开局就扔王炸？0day不要钱啊

有着多年防守经验的老王，依然对这段经历记忆犹新。2023年的0day在实战演习期间迎来了大爆发，每天都会曝光新的0day，少则3-5个，多则十数个甚至数十个。

随着实战攻防演习的常态化开展，0day成了“撕口子”的常规武器。能够预见，在今年的实战对抗期间，0day只会有增无减。

本来，老王自认为准备得很充分，攻击面该收敛的收敛、补丁该打也打了，规则库也更新到最新版本，但对0day炸街始料未及。

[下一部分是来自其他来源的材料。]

use serde::{Deserialize, Serialize};
use std::fmt::{Display, Formatter, Result as FmtResult};
use std::str::FromStr;
use utoipa::ToSchema;

use crate::error::ValidationError;

/// Media type declared by the uploader
#[derive(Debug, Clone, Copy, PartialEq, Eq, Serialize, Deserialize, ToSchema)]
#[serde(rename_all = "lowercase")]
pub enum MediaType {
    Image,
    Video,
}

impl MediaType {
    pub fn as_str(&self) -> &'static str {
        match self {
            MediaType::Image => "image",
            MediaType::Video => "video",
        }
    }
}

impl FromStr for MediaType {
    type Err = ValidationError;

    /// Exact match only; anything else is an unspecified type.
    fn from_str(s: &str) -> Result<Self, Self::Err> {
        match s {
            "image" => Ok(MediaType::Image),
            "video" => Ok(MediaType::Video),
            _ => Err(ValidationError::UnspecifiedType),
        }
    }
}

impl Display for MediaType {
    fn fmt(&self, f: &mut Formatter<'_>) -> FmtResult {
        f.write_str(self.as_str())
    }
}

在有确切的公告发布之前，老王只好多方打听求助。经验告诉他，这么多所谓0day曝出，肯定有真有假。

果然，对于同一条漏洞传闻，不同人给出了不同的结论：

有人拍着胸脯说，比真金还真，我看网上已经有人复现了，相关资产能下线早点下线吧；还有人不屑的说，听他们瞎扯，是真的我直接吃；还有人面临和老王一样的窘境，兄弟，你要有消息记得通知我一下。

真真假假的所谓0day占用了太多时间，而且往往是啥都还没打听到，一条新的0day消息又出现了。

与Nday相比，0day是没有任何补丁。

“宁可信其有，不能信其无！”抱着这种心态，老王硬着头皮，无论如何得确认下到底受影响的机器和资产有哪些，不行先下线了。

被打穿的滋味，并不太好受。

“这肯定不行啊，八字没一撇的事情你就让我下线，你这儿停了我业务怎么办？不能听风就是雨啊。”果不其然，业务部门对停机下线这种事情并不太认可，没办法，老王只好又回来把受影响的机器看了又看，先把出网断掉，断不到的就只能听天由命了。

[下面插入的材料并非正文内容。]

//! Typed upload requests.
//!
//! The transport hands over a handful of optional string fields plus the raw body.
//! [`UploadRequest::parse`] turns them into a fully typed request or a
//! [`ValidationError`]; nothing partially parsed reaches the pipeline.

use bytes::Bytes;

use super::media::MediaType;
use crate::constants::{DEFAULT_CONTENT_TYPE, FALLBACK_EXTENSION};
use crate::error::ValidationError;

/// Raw, untrusted request fields as received from the transport.
#[derive(Debug, Clone, Copy, Default)]
pub struct UploadFields<'a> {
    pub content_type: Option<&'a str>,
    pub media_type: Option<&'a str>,
    pub title: Option<&'a str>,
    pub description: Option<&'a str>,
    pub video_duration: Option<&'a str>,
}

/// What kind of asset is being uploaded, with the data only that kind carries.
#[derive(Debug, Clone, Copy, PartialEq)]
pub enum UploadKind {
    Image,
    Video { declared_duration: f64 },
}

impl UploadKind {
    pub fn media_type(&self) -> MediaType {
        match self {
            UploadKind::Image => MediaType::Image,
            UploadKind::Video { .. } => MediaType::Video,
        }
    }
}

/// A validated upload, ready for the ingestion pipeline.
#[derive(Debug, Clone)]
pub struct UploadRequest {
    pub content_type: String,
    pub extension: String,
    pub kind: UploadKind,
    pub title: Option<String>,
    pub description: Option<String>,
    pub body: Bytes,
}

impl UploadRequest {
    /// Parse raw transport fields into a typed request.
    ///
    /// Checks run in this order: declared type, body, declared duration.
    pub fn parse(fields: UploadFields<'_>, body: Bytes) -> Result<Self, ValidationError> {
        let media_type: MediaType = fields
            .media_type
            .ok_or(ValidationError::UnspecifiedType)?
            .parse()?;

        if body.is_empty() {
            return Err(ValidationError::EmptyFile);
        }

        let kind = match media_type {
            MediaType::Image => UploadKind::Image,
            MediaType::Video => {
                let raw = fields
                    .video_duration
                    .map(str::trim)
                    .filter(|s| !s.is_empty())
                    .ok_or(ValidationError::MissingDuration)?;
                UploadKind::Video {
                    declared_duration: parse_duration(raw)?,
                }
            }
        };

        let content_type = fields
            .content_type
            .map(str::trim)
            .filter(|s| !s.is_empty())
            .unwrap_or(DEFAULT_CONTENT_TYPE)
            .to_string();
        let extension = extension_from_content_type(&content_type);

        Ok(UploadRequest {
            content_type,
            extension,
            kind,
            title: non_empty(fields.title),
            description: non_empty(fields.description),
            body,
        })
    }

    pub fn media_type(&self) -> MediaType {
        self.kind.media_type()
    }
}

fn parse_duration(raw: &str) -> Result<f64, ValidationError> {
    match raw.parse::<f64>() {
        Ok(value) if value.is_finite() && value >= 0.0 => Ok(value),
        _ => Err(ValidationError::InvalidDuration(raw.to_string())),
    }
}

fn non_empty(value: Option<&str>) -> Option<String> {
    value
        .map(str::trim)
        .filter(|s| !s.is_empty())
        .map(String::from)
}

/// Derive the file extension from a MIME type: the subtype, lowercased, without
/// parameters, restricted to characters that are safe in a storage key.
pub fn extension_from_content_type(content_type: &str) -> String {
    let essence = content_type.split(';').next().unwrap_or_default().trim();
    let subtype = essence.rsplit('/').next().unwrap_or_default();

    let cleaned: String = subtype
        .chars()
        .filter(|c| c.is_ascii_alphanumeric() || matches!(c, '+' | '-' | '.'))
        .collect::<String>()
        .to_ascii_lowercase();
    let cleaned = cleaned.trim_matches('.');

    if cleaned.is_empty() {
        FALLBACK_EXTENSION.to_string()
    } else {
        cleaned.to_string()
    }
}

#[cfg(test)]
mod tests {
    use super::*;

    fn video_fields<'a>(duration: Option<&'a str>) -> UploadFields<'a> {
        UploadFields {
            content_type: Some("video/mp4"),
            media_type: Some("video"),
            video_duration: duration,
            ..Default::default()
        }
    }

    #[test]
    fn test_parse_image_request() {
        let fields = UploadFields {
            content_type: Some("image/png"),
            media_type: Some("image"),
            title: Some("  Sunset "),
            description: Some(""),
            video_duration: Some("ignored"),
        };
        let req = UploadRequest::parse(fields, Bytes::from_static(b"\x89PNG")).unwrap();

        assert_eq!(req.kind, UploadKind::Image);
        assert_eq!(req.extension, "png");
        assert_eq!(req.content_type, "image/png");
        assert_eq!(req.title.as_deref(), Some("Sunset"));
        assert_eq!(req.description, None);
    }

    #[test]
    fn test_parse_video_request() {
        let req = UploadRequest::parse(video_fields(Some("10.0")), Bytes::from_static(b"data"))
            .unwrap();
        assert_eq!(
            req.kind,
            UploadKind::Video {
                declared_duration: 10.0
            }
        );
        assert_eq!(req.media_type(), MediaType::Video);
    }

    #[test]
    fn test_missing_or_unknown_type_is_rejected() {
        let body = Bytes::from_static(b"anything");
        let missing = UploadFields {
            content_type: Some("image/png"),
            ..Default::default()
        };
        assert_eq!(
            UploadRequest::parse(missing, body.clone()).unwrap_err(),
            ValidationError::UnspecifiedType
        );

        for value in ["audio", "Image", "VIDEO", ""] {
            let fields = UploadFields {
                media_type: Some(value),
                ..Default::default()
            };
            assert_eq!(
                UploadRequest::parse(fields, body.clone()).unwrap_err(),
                ValidationError::UnspecifiedType,
                "value {value:?} should be rejected"
            );
        }
    }

    #[test]
    fn test_type_is_checked_before_body() {
        let err = UploadRequest::parse(UploadFields::default(), Bytes::new()).unwrap_err();
        assert_eq!(err, ValidationError::UnspecifiedType);
    }

    #[test]
    fn test_empty_body_is_rejected() {
        let err = UploadRequest::parse(video_fields(Some("1.0")), Bytes::new()).unwrap_err();
        assert_eq!(err, ValidationError::EmptyFile);
    }

    #[test]
    fn test_video_duration_validation() {
        let body = Bytes::from_static(b"data");
        assert_eq!(
            UploadRequest::parse(video_fields(None), body.clone()).unwrap_err(),
            ValidationError::MissingDuration
        );
        assert_eq!(
            UploadRequest::parse(video_fields(Some("  ")), body.clone()).unwrap_err(),
            ValidationError::MissingDuration
        );
        for raw in ["ten", "NaN", "inf", "-1"] {
            assert_eq!(
                UploadRequest::parse(video_fields(Some(raw)), body.clone()).unwrap_err(),
                ValidationError::InvalidDuration(raw.to_string())
            );
        }
    }

    #[test]
    fn test_missing_content_type_defaults_to_octet_stream() {
        let fields = UploadFields {
            media_type: Some("image"),
            ..Default::default()
        };
        let req = UploadRequest::parse(fields, Bytes::from_static(b"x")).unwrap();
        assert_eq!(req.content_type, "application/octet-stream");
        assert_eq!(req.extension, "octet-stream");
    }

    #[test]
    fn test_extension_from_content_type() {
        assert_eq!(extension_from_content_type("video/mp4"), "mp4");
        assert_eq!(extension_from_content_type("Video/QuickTime"), "quicktime");
        assert_eq!(
            extension_from_content_type("video/webm; codecs=\"vp8, vorbis\""),
            "webm"
        );
        assert_eq!(extension_from_content_type("image/svg+xml"), "svg+xml");
        assert_eq!(extension_from_content_type("image/"), "bin");
        assert_eq!(extension_from_content_type("image/.."), "bin");
        assert_eq!(extension_from_content_type("png"), "png");
    }
}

然而这也只是权宜之计，对于可以直接执行Shell命令的漏洞，断出网并不能阻挡红队获得系统控制权限，但至少可以阻断一部分反连。

不过话说回来，老王没有错，缺少上下文和细节的0day，并不太好解决。

正盯着满屏0day传闻头皮发麻的时候，老王收到了一份重要的漏洞情报：

看着报告内容，老王立马按图索骥行动了起来。

数据统计，在去年8月微步监测到的950+漏洞信息中，经微步情报局验证真实存在的漏洞为300+个，其中0day/1day为100+，占比不到九分之一。

正忙着处置漏洞呢，一条消息突然吸引了老王的注意力。

“你之前问的洞，我拿到PoC了，我一会儿发你。”有朋友私信说，红队拿这个洞打他们。

“我去，你被打穿了？”老王略显激动地回复。

“差点，打完刚写shell微步TDP就弹了告警，我们就直接联动OneSIG给IP封了。”

“666！”对于这个结果，老王一时想不到更确切的话来回复，只好机械地在数字键盘上连敲三下。

宣称能检测0day的产品有很多，但谁都清楚，0day要那么好检测，那就不叫0day了。

“要不，我也测一下？哪怕这一次攻防演习赶不上，看形势明年0day也只会有过之而无不及。”老王在心里默默盘算着，同时开始查阅起相关资料：

1. 2023年攻防演习期间，TDP通过将漏洞情报优势、规则、模型、机器学习、AI等技术相结合，共检出了近百起0day事件；

2. OneSIG可在边界实现检测和防御一体化，2023年攻防演习期间，累计拦截0day漏洞攻击1.6万多次；

3. 在0day检出率方面，TDP和OneSIG均达到了81%以上；

4. 两者误报率均小于0.003%，可确保0day告警不会被淹没。

此外，TDP还可通过被动监听流量识别发现资产，并自动进行风险提示，帮助用户更加精确掌握到底有哪些资产受到0day漏洞的影响。

一个真实的案例

整个过程是这样的：

8月12日，某用户现场一台主机踩中蜜罐触发告警，该主机存在免密登录；

排查SSH登录日志显示，访问源头为一台ActiveMQ服务器，疑似存在未经授权的访问行为；

尽管ActiveMQ服务需对公网开放，但因设置的严格的身份校验机制，难以通过口令暴破或者身份仿冒等方式突破，很可能存在漏洞利用；

后经全面排查，现场TDP早在数小时之前，便产生ActiveMQ远程代码执行漏洞攻击告警。相较之下，用户现场部署的其他同类型设备均未检出。

有了微步漏洞情报和TDP+OneSIG的加持，老王今年硬气了不少。于是，他给自己立了一个flag，是时候展现真正的技术了。